0:11 In order to do that, we have to use something that is called an Amazon Resource Name. We can see that over here. Every single Amazon Web Services resource has a unique resource name that, for instance, we can see it over here for the version 1, and it's going to be different for version 2.
0:27 What if we wanted to have a single resource name that we can use, in order to call the version 1 or version 2, 50 percent of the time? In order to do that, we have to use aliases. In order to create a new alias, go to Actions, Create alias. I'm going to call it production-test, and I'm going to put it to the version 1.
0:47 You can also shift traffic between two versions, based on the weights and the percentage that you assign. I can click on Additional version, select 2, and it's going to be called 50 percent of the time, which is useful if you want to do some sort of AB testing, for instance, on production.
1:02 Now we can see that our alias has been successfully created. Let's test it. I'm going to close the test event. Here in the details, we can see that I've currently called the version 2. If I call it again, it's going to be going to calling the version 1, because it's going to call each one of those versions 50 percent of the time.

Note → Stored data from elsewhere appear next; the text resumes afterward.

//! Money and display currencies.
//!
//! All arithmetic happens in USD, the base currency of the catalog. A
//! [`Currency`] only changes how an amount is rendered: it is multiplied by a
//! fixed exchange rate and formatted with the currency's conventions.
//!
//! ```rust
//! use rahat_core::{Currency, Money};
//! use rust_decimal::Decimal;
//!
//! let total = Money::usd(Decimal::new(13_041, 3));
//! assert_eq!(total.display(Currency::Usd), "$13.04");
//! assert_eq!(total.display(Currency::Afn), "978 ؋");
//! ```

use core::fmt;
use core::iter::Sum;
use core::ops::{Add, AddAssign, Sub};
use core::str::FromStr;

use rust_decimal::{Decimal, RoundingStrategy};
use serde::{Deserialize, Deserializer, Serialize, Serializer};

/// A USD-denominated amount.
///
/// Serializes as a JSON number (the backend validates amounts as numerics) and
/// deserializes from either a number or a decimal string.
#[derive(Debug, Clone, Copy, PartialEq, Eq, PartialOrd, Ord, Hash, Default)]
pub struct Money(Decimal);

impl Money {
    /// Zero dollars.
    pub const ZERO: Self = Self(Decimal::ZERO);

    /// Wrap a USD amount.
    #[must_use]
    pub const fn usd(amount: Decimal) -> Self {
        Self(amount)
    }

    /// The raw USD amount.
    #[must_use]
    pub const fn amount(self) -> Decimal {
        self.0
    }

    /// `percent`% of this amount, unrounded.
    #[must_use]
    pub fn percent(self, percent: Decimal) -> Self {
        Self(self.0 * percent / Decimal::ONE_HUNDRED)
    }

    /// Subtract, flooring the result at zero.
    #[must_use]
    pub fn saturating_sub(self, other: Self) -> Self {
        Self((self.0 - other.0).max(Decimal::ZERO))
    }

    /// Whether the amount is zero or negative.
    #[must_use]
    pub fn is_zero(self) -> bool {
        self.0 <= Decimal::ZERO
    }

    /// Convert into `currency` and format for display.
    #[must_use]
    pub fn display(self, currency: Currency) -> String {
        currency.format(self)
    }
}

impl Add for Money {
    type Output = Self;

    fn add(self, rhs: Self) -> Self {
        Self(self.0 + rhs.0)
    }
}

impl AddAssign for Money {
    fn add_assign(&mut self, rhs: Self) {
        self.0 += rhs.0;
    }
}

impl Sub for Money {
    type Output = Self;

    fn sub(self, rhs: Self) -> Self {
        Self(self.0 - rhs.0)
    }
}

impl Sum for Money {
    fn sum<I: Iterator<Item = Self>>(iter: I) -> Self {
        iter.fold(Self::ZERO, Add::add)
    }
}

impl<'a> Sum<&'a Self> for Money {
    fn sum<I: Iterator<Item = &'a Self>>(iter: I) -> Self {
        iter.copied().sum()
    }
}

impl From<Decimal> for Money {
    fn from(amount: Decimal) -> Self {
        Self(amount)
    }
}

impl fmt::Display for Money {
    fn fmt(&self, f: &mut fmt::Formatter<'_>) -> fmt::Result {
        f.write_str(&Currency::Usd.format(*self))
    }
}

impl Serialize for Money {
    fn serialize<S: Serializer>(&self, serializer: S) -> Result<S::Ok, S::Error> {
        rust_decimal::serde::float::serialize(&self.0, serializer)
    }
}

impl<'de> Deserialize<'de> for Money {
    fn deserialize<D: Deserializer<'de>>(deserializer: D) -> Result<Self, D::Error> {
        <Decimal as Deserialize>::deserialize(deserializer).map(Self)
    }
}

/// Display currencies supported by the storefront.
#[derive(Debug, Clone, Copy, PartialEq, Eq, Hash, Serialize, Deserialize, Default)]
#[serde(rename_all = "UPPERCASE")]
pub enum Currency {
    /// US dollar, the base currency.
    #[default]
    Usd,
    /// Afghan afghani.
    Afn,
}

/// Error returned when parsing an unsupported currency code.
#[derive(thiserror::Error, Debug, Clone, PartialEq, Eq)]
#[error("unsupported currency: {0}")]
pub struct UnknownCurrency(pub String);

impl Currency {
    /// All supported currencies.
    pub const ALL: [Self; 2] = [Self::Usd, Self::Afn];

    /// ISO 4217 code.
    #[must_use]
    pub const fn code(self) -> &'static str {
        match self {
            Self::Usd => "USD",
            Self::Afn => "AFN",
        }
    }

    /// Units of this currency per one USD.
    #[must_use]
    pub fn rate(self) -> Decimal {
        match self {
            Self::Usd => Decimal::ONE,
            Self::Afn => Decimal::from(75),
        }
    }

    /// Convert a USD amount into this currency without rounding.
    #[must_use]
    pub fn convert(self, money: Money) -> Decimal {
        money.amount() * self.rate()
    }

    /// Format a USD amount in this currency.
    ///
    /// Dollars are rounded to cents; afghanis are floored to whole units and
    /// grouped by thousands.
    #[must_use]
    pub fn format(self, money: Money) -> String {
        let converted = self.convert(money);
        match self {
            Self::Usd => {
                let rounded =
                    converted.round_dp_with_strategy(2, RoundingStrategy::MidpointAwayFromZero);
                format!("${rounded:.2}")
            }
            Self::Afn => {
                let whole = converted.floor().normalize();
                format!("{} ؋", group_thousands(&whole.to_string()))
            }
        }
    }
}

impl fmt::Display for Currency {
    fn fmt(&self, f: &mut fmt::Formatter<'_>) -> fmt::Result {
        f.write_str(self.code())
    }
}

impl FromStr for Currency {
    type Err = UnknownCurrency;

    fn from_str(s: &str) -> Result<Self, Self::Err> {
        match s.to_ascii_uppercase().as_str() {
            "USD" => Ok(Self::Usd),
            "AFN" => Ok(Self::Afn),
            _ => Err(UnknownCurrency(s.to_owned())),
        }
    }
}

fn group_thousands(digits: &str) -> String {
    let (sign, digits) = digits
        .strip_prefix('-')
        .map_or(("", digits), |rest| ("-", rest));
    let mut out = String::with_capacity(digits.len() + digits.len() / 3);
    for (i, ch) in digits.chars().enumerate() {
        if i > 0 && (digits.len() - i) % 3 == 0 {
            out.push(',');
        }
        out.push(ch);
    }
    format!("{sign}{out}")
}
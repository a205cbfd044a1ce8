//! Wallet and ledger records.

use chrono::{DateTime, Utc};
use serde::{Deserialize, Serialize};

use rahat_core::{Money, TransactionId, TransactionKind, WalletId};

use super::{flexible_bool, lenient_timestamp};

/// A user's wallet. The balance is a cached copy of the server's value.
#[derive(Debug, Clone, PartialEq, Serialize, Deserialize)]
pub struct Wallet {
    pub id: WalletId,
    pub balance: Money,
    #[serde(default, deserialize_with = "flexible_bool")]
    pub is_active: bool,
    #[serde(default)]
    pub user_id: Option<i64>,
    #[serde(default, deserialize_with = "lenient_timestamp")]
    pub created_at: Option<DateTime<Utc>>,
    #[serde(default, deserialize_with = "lenient_timestamp")]
    pub updated_at: Option<DateTime<Utc>>,
}

/// An immutable ledger entry.
#[derive(Debug, Clone, PartialEq, Serialize, Deserialize)]
pub struct WalletTransaction {
    pub id: TransactionId,
    pub pm_type: String,
    #[serde(rename = "type")]
    pub kind: TransactionKind,
    pub amount: Money,
    #[serde(default)]
    pub wallet_id: Option<WalletId>,
    #[serde(default)]
    pub user_id: Option<i64>,
    #[serde(default, deserialize_with = "lenient_timestamp")]
    pub created_at: Option<DateTime<Utc>>,
}

/// Response of `POST /wallet/credit` and `POST /wallet/debit`.
#[derive(Debug, Clone, PartialEq, Deserialize)]
pub struct WalletCredit {
    pub wallet: Wallet,
    pub transaction: WalletTransaction,
}

/// Body of `POST /wallet/credit` and `POST /wallet/debit`.
#[derive(Debug, Clone, Serialize)]
pub(crate) struct WalletMovement<'a> {
    pub amount: Money,
    pub pm_type: &'a str,
}
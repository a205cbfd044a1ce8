//! Catalog browsing commands.

use rahat_storefront::models::Product;
use rahat_storefront::{Storefront, StorefrontError};

/// List products: all, featured only, or one category.
///
/// # Errors
///
/// Returns an error if the catalog request fails.
#[allow(clippy::print_stdout)]
pub async fn products(
    storefront: &Storefront,
    featured: bool,
    category: Option<&str>,
) -> Result<(), StorefrontError> {
    let catalog = storefront.catalog();
    let products = match category {
        Some(slug) => catalog.category_products(slug).await?,
        None if featured => catalog.featured_products().await?,
        None => catalog.products().await?,
    };

    for product in products.iter().filter(|p| p.is_active) {
        println!("{}", product_line(storefront, product));
    }
    tracing::info!(count = products.len(), "Listed products");
    Ok(())
}

/// Show one product in full.
///
/// # Errors
///
/// Returns an error if the product does not exist or the request fails.
#[allow(clippy::print_stdout)]
pub async fn product(storefront: &Storefront, slug: &str) -> Result<(), StorefrontError> {
    let product = storefront.catalog().product(slug).await?;
    let language = storefront.language();

    println!("{}", product_line(storefront, &product));
    if let Some(category) = &product.product_category {
        println!("  category: {}", category.name(language));
    }
    println!("  image:    {}", storefront.media_url(product.thumbnail.as_deref()));
    let description = product.description(language);
    if !description.is_empty() {
        println!();
        println!("{description}");
    }
    Ok(())
}

/// List product categories.
///
/// # Errors
///
/// Returns an error if the catalog request fails.
#[allow(clippy::print_stdout)]
pub async fn categories(storefront: &Storefront) -> Result<(), StorefrontError> {
    let language = storefront.language();
    for category in storefront.catalog().categories().await? {
        let delivery = if category.is_physical() { "physical" } else { "digital" };
        println!("{:<24} {:<10} {}", category.slug, delivery, category.name(language));
    }
    Ok(())
}

/// List CMS pages.
///
/// # Errors
///
/// Returns an error if the request fails.
#[allow(clippy::print_stdout)]
pub async fn pages(storefront: &Storefront, featured: bool) -> Result<(), StorefrontError> {
    for page in storefront.catalog().pages(featured).await? {
        println!("{:<24} {}", page.slug, page.title);
    }
    Ok(())
}

/// Print one CMS page.
///
/// # Errors
///
/// Returns an error if the page does not exist or the request fails.
#[allow(clippy::print_stdout)]
pub async fn page(storefront: &Storefront, slug: &str) -> Result<(), StorefrontError> {
    let page = storefront.catalog().page(slug).await?;
    println!("{}", page.title);
    println!();
    println!("{}", page.content);
    Ok(())
}

/// List active blog posts.
///
/// # Errors
///
/// Returns an error if the request fails.
#[allow(clippy::print_stdout)]
pub async fn blog(storefront: &Storefront) -> Result<(), StorefrontError> {
    let language = storefront.language();
    for post in storefront.catalog().blog_posts().await?.iter().filter(|p| p.is_active) {
        let date = post
            .created_at
            .map(|at| at.format("%Y-%m-%d").to_string())
            .unwrap_or_default();
        println!("{:<10} {:<32} {}", date, post.slug, post.title(language));
    }
    Ok(())
}

/// Print one blog post.
///
/// # Errors
///
/// Returns an error if the post does not exist or the request fails.
#[allow(clippy::print_stdout)]
pub async fn post(storefront: &Storefront, id_or_slug: &str) -> Result<(), StorefrontError> {
    let post = storefront.catalog().blog_post(id_or_slug).await?;
    let language = storefront.language();
    let description = if language == rahat_core::Language::Fa && !post.fa_description.is_empty() {
        &post.fa_description
    } else {
        &post.en_description
    };

    println!("{}", post.title(language));
    println!();
    println!("{description}");
    Ok(())
}

fn product_line(storefront: &Storefront, product: &Product) -> String {
    let price = match product.discount_percent() {
        Some(percent) => format!(
            "{} (-{percent}%, was {})",
            storefront.display_price(product.sale_price()),
            storefront.display_price(product.price)
        ),
        None => storefront.display_price(product.price),
    };
    format!(
        "{:<28} {:<16} {}",
        product.slug,
        price,
        product.name(storefront.language())
    )
}
//! Application state shared by every front end.

use std::sync::{Arc, Mutex};

use tracing::{info, instrument};

use rahat_core::{Currency, Language, Money, TenantId};

use crate::api::ApiClient;
use crate::backend::StorefrontBackend;
use crate::cart::{Cart, CartItem, CartLineId};
use crate::catalog::Catalog;
use crate::checkout::CheckoutComposer;
use crate::config::StorefrontConfig;
use crate::coupon::CouponResolver;
use crate::error::StorefrontError;
use crate::i18n;
use crate::media;
use crate::models::{Product, Tenant};
use crate::pricing::CheckoutSummary;
use crate::session::{Session, SessionState};
use crate::storage::{FileStorage, TokenStore, lock};
use crate::tenant::TenantSelection;
use crate::topup::TopUpService;
use crate::wallet::WalletService;

#[derive(Debug, Clone, Copy, Default)]
struct Preferences {
    language: Language,
    currency: Currency,
}

/// The storefront client as one value.
///
/// Every service shares a single backend and token store, so a 401 seen by
/// one of them is visible to all. This struct is cheaply cloneable via `Arc`.
#[derive(Clone)]
pub struct Storefront {
    inner: Arc<StorefrontInner>,
}

struct StorefrontInner {
    config: StorefrontConfig,
    tokens: TokenStore,
    backend: Arc<dyn StorefrontBackend>,
    session: Arc<Session>,
    catalog: Catalog,
    cart: Arc<Mutex<Cart>>,
    coupon: Arc<CouponResolver>,
    wallet: Arc<WalletService>,
    checkout: CheckoutComposer,
    top_up: TopUpService,
    tenants: Mutex<TenantSelection>,
    preferences: Mutex<Preferences>,
}

impl std::fmt::Debug for Storefront {
    fn fmt(&self, f: &mut std::fmt::Formatter<'_>) -> std::fmt::Result {
        f.debug_struct("Storefront")
            .field("api_base_url", &self.inner.config.api_base_url.as_str())
            .field("session", &self.inner.session)
            .finish_non_exhaustive()
    }
}

impl Storefront {
    /// Create the client over HTTP.
    ///
    /// The token store is file-backed when `config.state_file` is set and
    /// in-memory otherwise.
    ///
    /// # Errors
    ///
    /// Returns an error if the state file cannot be opened or the HTTP client
    /// cannot be built.
    pub fn new(config: StorefrontConfig) -> Result<Self, StorefrontError> {
        let tokens = match &config.state_file {
            Some(path) => TokenStore::new(Arc::new(FileStorage::open(path)?)),
            None => TokenStore::in_memory(),
        };
        let client = ApiClient::new(&config, tokens.clone())?;
        Ok(Self::with_backend(config, tokens, Arc::new(client)))
    }

    /// Create the client over an arbitrary backend.
    #[must_use]
    pub fn with_backend(
        config: StorefrontConfig,
        tokens: TokenStore,
        backend: Arc<dyn StorefrontBackend>,
    ) -> Self {
        let session = Arc::new(Session::new(Arc::clone(&backend), tokens.clone()));
        let catalog = Catalog::new(Arc::clone(&backend), config.catalog_ttl);
        let cart = Arc::new(Mutex::new(Cart::new()));
        let coupon = Arc::new(CouponResolver::new(Arc::clone(&backend), Arc::clone(&session)));
        let wallet = Arc::new(WalletService::new(Arc::clone(&backend), Arc::clone(&session)));
        let checkout = CheckoutComposer::new(
            Arc::clone(&backend),
            Arc::clone(&cart),
            Arc::clone(&coupon),
            Arc::clone(&wallet),
            Arc::clone(&session),
        );
        let top_up = TopUpService::new(
            Arc::clone(&backend),
            Arc::clone(&wallet),
            Arc::clone(&session),
        );

        Self {
            inner: Arc::new(StorefrontInner {
                config,
                tokens,
                backend,
                session,
                catalog,
                cart,
                coupon,
                wallet,
                checkout,
                top_up,
                tenants: Mutex::default(),
                preferences: Mutex::default(),
            }),
        }
    }

    #[must_use]
    pub fn config(&self) -> &StorefrontConfig {
        &self.inner.config
    }

    /// The shared backend, for calls no service wraps.
    #[must_use]
    pub fn backend(&self) -> &Arc<dyn StorefrontBackend> {
        &self.inner.backend
    }

    #[must_use]
    pub fn session(&self) -> &Session {
        &self.inner.session
    }

    #[must_use]
    pub fn catalog(&self) -> &Catalog {
        &self.inner.catalog
    }

    #[must_use]
    pub fn coupon(&self) -> &CouponResolver {
        &self.inner.coupon
    }

    #[must_use]
    pub fn wallet(&self) -> &WalletService {
        &self.inner.wallet
    }

    #[must_use]
    pub fn checkout(&self) -> &CheckoutComposer {
        &self.inner.checkout
    }

    #[must_use]
    pub fn top_up(&self) -> &TopUpService {
        &self.inner.top_up
    }

    /// Restore the persisted session.
    ///
    /// # Errors
    ///
    /// Returns an error if a persisted token could not be exchanged for a
    /// user; the token is cleared in that case.
    pub async fn bootstrap(&self) -> Result<SessionState, StorefrontError> {
        Ok(self.inner.session.bootstrap().await?)
    }

    /// Sign out and drop everything tied to the user: wallet cache, cart,
    /// applied coupon, and tenant selection.
    #[instrument(skip(self))]
    pub async fn logout(&self) {
        self.inner.session.logout().await;
        self.inner.wallet.invalidate();
        lock(&self.inner.cart).clear();
        self.inner.coupon.remove();
        lock(&self.inner.tenants).reset();
        info!("Client state reset");
    }

    /// Append `product` as a new cart line.
    pub fn add_to_cart(&self, product: Product) -> CartLineId {
        lock(&self.inner.cart).add(product)
    }

    /// Remove one cart line.
    pub fn remove_from_cart(&self, line_id: CartLineId) -> Option<CartItem> {
        lock(&self.inner.cart).remove(line_id)
    }

    /// A snapshot of the cart lines.
    #[must_use]
    pub fn cart_lines(&self) -> Vec<CartItem> {
        lock(&self.inner.cart).lines().to_vec()
    }

    #[must_use]
    pub fn cart_count(&self) -> usize {
        lock(&self.inner.cart).len()
    }

    /// The cart priced with the applied coupon.
    #[must_use]
    pub fn summary(&self) -> CheckoutSummary {
        self.inner.checkout.summary()
    }

    #[must_use]
    pub fn language(&self) -> Language {
        lock(&self.inner.preferences).language
    }

    pub fn set_language(&self, language: Language) {
        lock(&self.inner.preferences).language = language;
    }

    #[must_use]
    pub fn currency(&self) -> Currency {
        lock(&self.inner.preferences).currency
    }

    pub fn set_currency(&self, currency: Currency) {
        lock(&self.inner.preferences).currency = currency;
    }

    /// `key` in the active language.
    #[must_use]
    pub fn translate<'a>(&self, key: &'a str) -> &'a str {
        i18n::translate(self.language(), key)
    }

    /// `price` in the active currency.
    #[must_use]
    pub fn display_price(&self, price: Money) -> String {
        self.currency().format(price)
    }

    /// Public URL of a stored media path.
    #[must_use]
    pub fn media_url(&self, path: Option<&str>) -> String {
        media::storage_url(&self.inner.config.storage_base_url, path)
    }

    /// The active legacy tenant, with the cached wallet balance when loaded.
    #[must_use]
    pub fn current_tenant(&self) -> Tenant {
        let user = self.inner.session.user_or_guest();
        let wallet = self.inner.wallet.cached();
        lock(&self.inner.tenants).current_tenant(&user, wallet.as_ref())
    }

    /// Switch the active legacy tenant.
    ///
    /// # Errors
    ///
    /// Returns `StorefrontError::Tenant` if the signed-in user has no tenant
    /// with that id.
    pub fn switch_tenant(&self, tenant_id: TenantId) -> Result<(), StorefrontError> {
        let user = self.inner.session.user_or_guest();
        lock(&self.inner.tenants).switch(&user, tenant_id)?;
        Ok(())
    }

    /// A flagged backend misconfiguration that should block the UI.
    #[must_use]
    pub fn critical_error(&self) -> Option<String> {
        self.inner.tokens.critical_error()
    }

    pub fn dismiss_critical_error(&self) {
        self.inner.tokens.dismiss_critical_error();
    }
}

#[cfg(test)]
#[allow(clippy::unwrap_used)]
mod tests {
    use rust_decimal::Decimal;
    use secrecy::SecretString;

    use rahat_core::DiscountType;

    use super::*;
    use crate::backend::MockStorefrontBackend;
    use crate::models::catalog::tests::product;
    use crate::pricing::tests::coupon;
    use crate::session::tests::user;

    fn storefront(backend: MockStorefrontBackend, tokens: TokenStore) -> Storefront {
        let config = StorefrontConfig::new("https://dashboard.rahatpay.com/api").unwrap();
        Storefront::with_backend(config, tokens, Arc::new(backend))
    }

    #[test]
    fn test_display_follows_active_preferences() {
        let storefront = storefront(MockStorefrontBackend::new(), TokenStore::in_memory());
        let price = Money::usd(Decimal::new(1449, 2));

        assert_eq!(storefront.display_price(price), "$14.49");
        assert_eq!(storefront.translate("nav_store"), "Store");

        storefront.set_currency(Currency::Afn);
        storefront.set_language(Language::Fa);
        assert_eq!(storefront.display_price(price), "1,086 ؋");
        assert_ne!(storefront.translate("nav_store"), "Store");
        assert_eq!(storefront.translate("missing.key"), "missing.key");
    }

    #[test]
    fn test_media_url_uses_storage_base() {
        let storefront = storefront(MockStorefrontBackend::new(), TokenStore::in_memory());
        assert_eq!(
            storefront.media_url(Some("blogs/cover.jpg")),
            "https://dashboard.rahatpay.com/storage/blogs/cover.jpg"
        );
    }

    #[tokio::test]
    async fn test_logout_resets_user_scoped_state() {
        let mut backend = MockStorefrontBackend::new();
        backend.expect_current_user().returning(|| Ok(user("7")));
        backend.expect_validate_coupon().returning(|_| {
            Ok(coupon("RAHAT10", DiscountType::Percentage, Decimal::new(10, 0)))
        });
        backend.expect_logout().times(1).returning(|| Ok(()));

        let tokens = TokenStore::in_memory();
        tokens.set_token(&SecretString::from("tok"));
        let storefront = storefront(backend, tokens.clone());

        assert_eq!(storefront.bootstrap().await.unwrap(), SessionState::Authenticated);
        storefront.add_to_cart(product(1, "9.99"));
        storefront.coupon().apply("RAHAT10").await.unwrap();

        storefront.logout().await;

        assert!(!tokens.has_token());
        assert_eq!(storefront.cart_count(), 0);
        assert!(storefront.coupon().applied().is_none());
        assert_eq!(storefront.session().state(), SessionState::Unauthenticated);
        assert_eq!(storefront.current_tenant().name, "Default");
    }

    #[test]
    fn test_switch_to_unknown_tenant_is_rejected() {
        let storefront = storefront(MockStorefrontBackend::new(), TokenStore::in_memory());
        let err = storefront.switch_tenant(TenantId::new("t_missing")).unwrap_err();
        assert!(matches!(err, StorefrontError::Tenant(_)));
    }

    #[test]
    fn test_critical_error_passthrough() {
        let tokens = TokenStore::in_memory();
        tokens.flag_critical_error("Rate limiter [api] is not defined.");
        let storefront = storefront(MockStorefrontBackend::new(), tokens.clone());

        assert!(storefront.critical_error().is_some());
        storefront.dismiss_critical_error();
        assert!(storefront.critical_error().is_none());
    }
}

1:19 Aliases are not only useful for this kind of testing. If I were to go over here to the latest version and create a version 3 of this function, like this, save it, and create a new version by publishing it, version number 3, right now, I can point this alias that I've created.
1:39 Go to aliases, production-test, and I'm going to switch it. It's going to either call the version 3 or the version 2 of this function, 50 percent of the time. It is going to keep exactly the same Amazon Resource Name, which is very useful, because now we can update our versions without having to modify the code that is actually going to call this alias.
2:01 If I test it now, expand details, I'm going to see that it is either version 2 or version 3 that is being called.